Role of Ero1α in cognitive impairment induced by chronic hypoxia.

Recent reports suggested the endoplasmic reticulum stress (ERS)-associated pathway is involved with cognitive impairment in hypoxia condition. ERO1-like protein alpha (Ero1α), an endoplasmic reticulum membrane-bound N-glycoprotein, has been reported to promote oxidative protein folding. However, no studies have reported whether the Ero1α is trapped in hypoxia-induced neuronal loss through the ERS-associated pathways. In our study, this effect of Ero1α was investigated using C57BL/6J mice, the HT22 cells and primary rat neurons. C57BL/6J mice were modeled in a hypoxic chamber for 4 weeks.

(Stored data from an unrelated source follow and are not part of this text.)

use crate::ids::{AgentId, SchemaId, SessionId, TenantId};
use chrono::{DateTime, Utc};
use serde::{Deserialize, Serialize};

/// Which kind of memory a slot occupant or pool candidate refers to.
#[derive(Debug, Clone, Copy, PartialEq, Eq, Hash, Serialize, Deserialize)]
#[serde(rename_all = "snake_case")]
pub enum MemoryKind {
    Semantic,
    Episode,
    Procedure,
}

/// §4.4 "activation source" tag for pool candidates / slot occupants.
#[derive(Debug, Clone, Copy, PartialEq, Eq, Serialize, Deserialize)]
#[serde(rename_all = "snake_case")]
pub enum ActivationSource {
    Direct,
    Goal,
    Temporal,
    Recency,
    Spread,
}

/// One filled slot in working memory (§3 Working memory "slot occupants").
/// `occupant_id` is the stringified id of whichever entity `memory_kind`
/// names (a `MemoryId`, `EpisodeId`, or `ProcedureId`) — occupants mix
/// kinds, so the id is carried opaque the same way graph node ids are.
#[derive(Debug, Clone, Serialize, Deserialize)]
pub struct SlotOccupant {
    pub memory_kind: MemoryKind,
    pub occupant_id: String,
    pub activation_level: f64,
    pub activation_source: ActivationSource,
    pub activation_cue: String,
    pub slot_position: usize,
}

/// A schema judged relevant to the current session (§3 Working memory
/// "active schemas").
#[derive(Debug, Clone, Serialize, Deserialize)]
pub struct ActiveSchema {
    pub schema_id: SchemaId,
    pub match_score: f64,
}

/// §3 Working memory — one session per `(agent, tenant)`.
#[derive(Debug, Clone, Serialize, Deserialize)]
pub struct WorkingMemorySession {
    pub id: SessionId,
    pub tenant_id: TenantId,
    pub agent_id: AgentId,
    pub max_slots: usize,
    pub current_goal: Option<String>,
    pub active_context: Vec<String>,
    /// Opaque to the kernel; carried through for the caller's own use.
    pub reasoning_state: Option<serde_json::Value>,
    pub expires_at: Option<DateTime<Utc>>,
    pub occupants: Vec<SlotOccupant>,
    pub active_schemas: Vec<ActiveSchema>,
    pub updated_at: DateTime<Utc>,
}

impl WorkingMemorySession {
    pub fn new(tenant_id: TenantId, agent_id: AgentId, max_slots: usize) -> Self {
        Self {
            id: SessionId::new(),
            tenant_id,
            agent_id,
            max_slots,
            current_goal: None,
            active_context: Vec::new(),
            reasoning_state: None,
            expires_at: None,
            occupants: Vec::new(),
            active_schemas: Vec::new(),
            updated_at: Utc::now(),
        }
    }

    /// §3 invariant: occupant count <= max_slots; positions contiguous
    /// 0..k-1; unique per `(session, memory_type, memory_id)`.
    pub fn occupants_are_valid(&self) -> bool {
        if self.occupants.len() > self.max_slots {
            return false;
        }
        let mut positions: Vec<usize> = self.occupants.iter().map(|o| o.slot_position).collect();
        positions.sort_unstable();
        if positions != (0..self.occupants.len()).collect::<Vec<_>>() {
            return false;
        }
        let mut seen = std::collections::HashSet::new();
        self.occupants
            .iter()
            .all(|o| seen.insert((o.memory_kind, o.occupant_id.clone())))
    }

    /// Replace all occupants, assigning contiguous positions by input order.
    /// Clears the previous occupants first (§4.4 step 5).
    pub fn set_occupants(&mut self, mut occupants: Vec<SlotOccupant>) {
        occupants.truncate(self.max_slots);
        for (i, occ) in occupants.iter_mut().enumerate() {
            occ.slot_position = i;
        }
        self.occupants = occupants;
        self.updated_at = Utc::now();
    }
}
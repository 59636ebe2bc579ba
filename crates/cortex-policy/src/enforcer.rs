//! §4.7 Policy enforcer (C11).

use std::sync::Arc;

use chrono::Utc;
use tracing::{info, warn};

use cortex_core::errors::CortexResult;
use cortex_core::ids::{AgentId, TenantId};
use cortex_core::models::{Memory, MemoryType, MemoryTypePolicy, Provenance};
use cortex_core::traits::{AgentStore, LanguageReasoner, MemoryStore};

/// Counts from one enforcement pass, folded into the §4.5 consolidation
/// result record.
#[derive(Debug, Clone, Default)]
pub struct EnforcementResult {
    pub expired_deleted: u64,
    pub retention_deleted: u64,
    pub overflow_summarized: u64,
    pub overflow_deleted: u64,
}

impl EnforcementResult {
    pub fn total_deleted(&self) -> u64 {
        self.expired_deleted + self.retention_deleted + self.overflow_deleted
    }
}

pub struct PolicyEnforcer {
    memories: Arc<dyn MemoryStore>,
    agents: Arc<dyn AgentStore>,
    reasoner: Arc<dyn LanguageReasoner>,
    default_policies: Vec<MemoryTypePolicy>,
    eviction_batch_size: usize,
}

impl PolicyEnforcer {
    pub fn new(
        memories: Arc<dyn MemoryStore>,
        agents: Arc<dyn AgentStore>,
        reasoner: Arc<dyn LanguageReasoner>,
        default_policies: Vec<MemoryTypePolicy>,
        eviction_batch_size: usize,
    ) -> Self {
        Self { memories, agents, reasoner, default_policies, eviction_batch_size }
    }

    /// §4.7: run every per-type rule for one agent's memories.
    pub async fn enforce(&self, tenant_id: TenantId, agent_id: AgentId) -> CortexResult<EnforcementResult> {
        let agent = self.agents.get(tenant_id, agent_id).await?;
        let policies: &[MemoryTypePolicy] =
            if agent.policies.is_empty() { &self.default_policies } else { &agent.policies };

        let mut result = EnforcementResult::default();
        let now = Utc::now();

        let all = self.memories.list(tenant_id, agent_id).await?;
        for memory in &all {
            if let Some(expires_at) = memory.expires_at {
                if expires_at <= now {
                    self.memories.delete(tenant_id, agent_id, memory.id).await?;
                    result.expired_deleted += 1;
                }
            }
        }

        for policy in policies {
            self.enforce_type(tenant_id, agent_id, policy, now, &mut result).await?;
        }

        Ok(result)
    }

    async fn enforce_type(
        &self,
        tenant_id: TenantId,
        agent_id: AgentId,
        policy: &MemoryTypePolicy,
        now: chrono::DateTime<Utc>,
        result: &mut EnforcementResult,
    ) -> CortexResult<()> {
        let mut rows = self.memories.list_by_type(tenant_id, agent_id, policy.memory_type).await?;
        rows.retain(|m| m.expires_at.map(|e| e > now).unwrap_or(true));

        if let Some(retention_days) = policy.retention_days {
            let cutoff = now - chrono::Duration::days(retention_days as i64);
            let mut kept = Vec::with_capacity(rows.len());
            for memory in rows {
                if memory.created_at < cutoff {
                    self.memories.delete(tenant_id, agent_id, memory.id).await?;
                    result.retention_deleted += 1;
                } else {
                    kept.push(memory);
                }
            }
            rows = kept;
        }

        let Some(max_memories) = policy.max_memories else {
            return Ok(());
        };
        if (rows.len() as u64) <= max_memories {
            return Ok(());
        }
        let overflow = (rows.len() as u64 - max_memories) as usize;

        // Lowest `confidence * priority_weight` first, oldest first on tie.
        rows.sort_by(|a, b| {
            let key_a = a.confidence * policy.priority_weight;
            let key_b = b.confidence * policy.priority_weight;
            key_a
                .partial_cmp(&key_b)
                .unwrap_or(std::cmp::Ordering::Equal)
                .then_with(|| a.created_at.cmp(&b.created_at))
        });
        let to_evict: Vec<Memory> = rows.into_iter().take(overflow).collect();

        for batch in to_evict.chunks(self.eviction_batch_size) {
            if policy.auto_summarize {
                self.summarize_and_replace(tenant_id, agent_id, policy.memory_type, batch).await?;
                result.overflow_summarized += batch.len() as u64;
            } else {
                for memory in batch {
                    self.memories.delete(tenant_id, agent_id, memory.id).await?;
                }
                result.overflow_deleted += batch.len() as u64;
            }
        }

        Ok(())
    }

    async fn summarize_and_replace(
        &self,
        tenant_id: TenantId,
        agent_id: AgentId,
        memory_type: MemoryType,
        batch: &[Memory],
    ) -> CortexResult<()> {
        let contents: Vec<String> = batch.iter().map(|m| m.content.clone()).collect();
        let summary = match self.reasoner.summarize(&contents).await {
            Ok(s) => s,
            Err(e) => {
                warn!(error = %e, "summarize-on-evict failed; deleting batch without replacement");
                for memory in batch {
                    self.memories.delete(tenant_id, agent_id, memory.id).await?;
                }
                return Ok(());
            }
        };

        let mut confidences: Vec<f64> = batch.iter().map(|m| m.confidence).collect();
        confidences.sort_by(|a, b| a.partial_cmp(b).unwrap_or(std::cmp::Ordering::Equal));
        let median = median_of(&confidences);

        let mut replacement =
            Memory::new(tenant_id, agent_id, memory_type, summary, Provenance::Derived, median, batch
                .first()
                .map(|m| m.decay_rate)
                .unwrap_or(0.02));
        replacement.metadata.insert(
            "summarized_from".to_string(),
            serde_json::json!(batch.iter().map(|m| m.id.to_string()).collect::<Vec<_>>()),
        );
        self.memories.upsert(replacement).await?;

        for memory in batch {
            self.memories.delete(tenant_id, agent_id, memory.id).await?;
        }
        info!(count = batch.len(), "summarized and replaced overflow batch");
        Ok(())
    }
}

fn median_of(sorted: &[f64]) -> f64 {
    if sorted.is_empty() {
        return 0.0;
    }
    let mid = sorted.len() / 2;
    if sorted.len() % 2 == 0 {
        (sorted[mid - 1] + sorted[mid]) / 2.0
    } else {
        sorted[mid]
    }
}

#[cfg(test)]
mod tests {
    use super::median_of;
    use super::*;
    use cortex_core::models::Agent;
    use cortex_reasoner::MockLanguageReasoner;
    use cortex_storage::InMemoryStore;

    #[test]
    fn median_of_odd_length() {
        assert_eq!(median_of(&[0.2, 0.5, 0.9]), 0.5);
    }

    #[test]
    fn median_of_even_length() {
        assert_eq!(median_of(&[0.2, 0.4, 0.6, 0.8]), 0.5);
    }

    #[tokio::test]
    async fn overflow_without_auto_summarize_deletes_lowest_scored() {
        let store = Arc::new(InMemoryStore::default());
        let tenant_id = TenantId::new();
        let agent = Agent::new(tenant_id, "ext-1", "agent one");
        let agent_id = agent.id;
        store.create(agent).await.unwrap();

        for i in 0..5 {
            let memory = Memory::new(
                tenant_id,
                agent_id,
                MemoryType::Fact,
                format!("fact {i}"),
                Provenance::User,
                0.1 * (i as f64 + 1.0),
                0.02,
            );
            store.upsert(memory).await.unwrap();
        }

        let mut policy = MemoryTypePolicy::new(MemoryType::Fact);
        policy.max_memories = Some(2);
        let reasoner: Arc<dyn LanguageReasoner> = Arc::new(MockLanguageReasoner);
        let enforcer = PolicyEnforcer::new(store.clone(), store.clone(), reasoner, vec![policy], 100);

        let result = enforcer.enforce(tenant_id, agent_id).await.unwrap();
        assert_eq!(result.overflow_deleted, 3);
        let remaining = store.list(tenant_id, agent_id).await.unwrap();
        assert_eq!(remaining.len(), 2);
    }
}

Behavioral tests were then carried out to test cognitive functions, including the Morris water maze and fear conditioning test. Proteomics showed that Ero1α distinctly upregulated compared with normoxia group and verified using western blotting. Flow cytometry and immunofluorescence were used to analyze the neuroprotective effect of inhibitor EN460 of Ero1α in the HT22 cells. In C57BL/6J mice, hypoxia significantly caused cognitive decline. Brain slice staining results were also used to confirm this effect. Western blot analysis demonstrated that Ero1α, ERS-associated proteins and apoptosis-associated proteins significantly increased in the hypoxia treated groups, further proliferation-related marker protein decreased. EN460, a selective endoplasmic reticulum oxidation 1 (ERO1) inhibitor, counteracted neuronal apoptosis and ameliorated neuronal cell proliferation in the HT22 cells. Taken together, our data indicate that hypoxia induces cognitive impairment, at least in part, by upregulating Ero1α which contributes to neuronal apoptosis through ERS signaling pathway, providing preliminary experimental evidence that the Ero1α is a promising therapeutic target in hypoxia-induced cognitive deficits.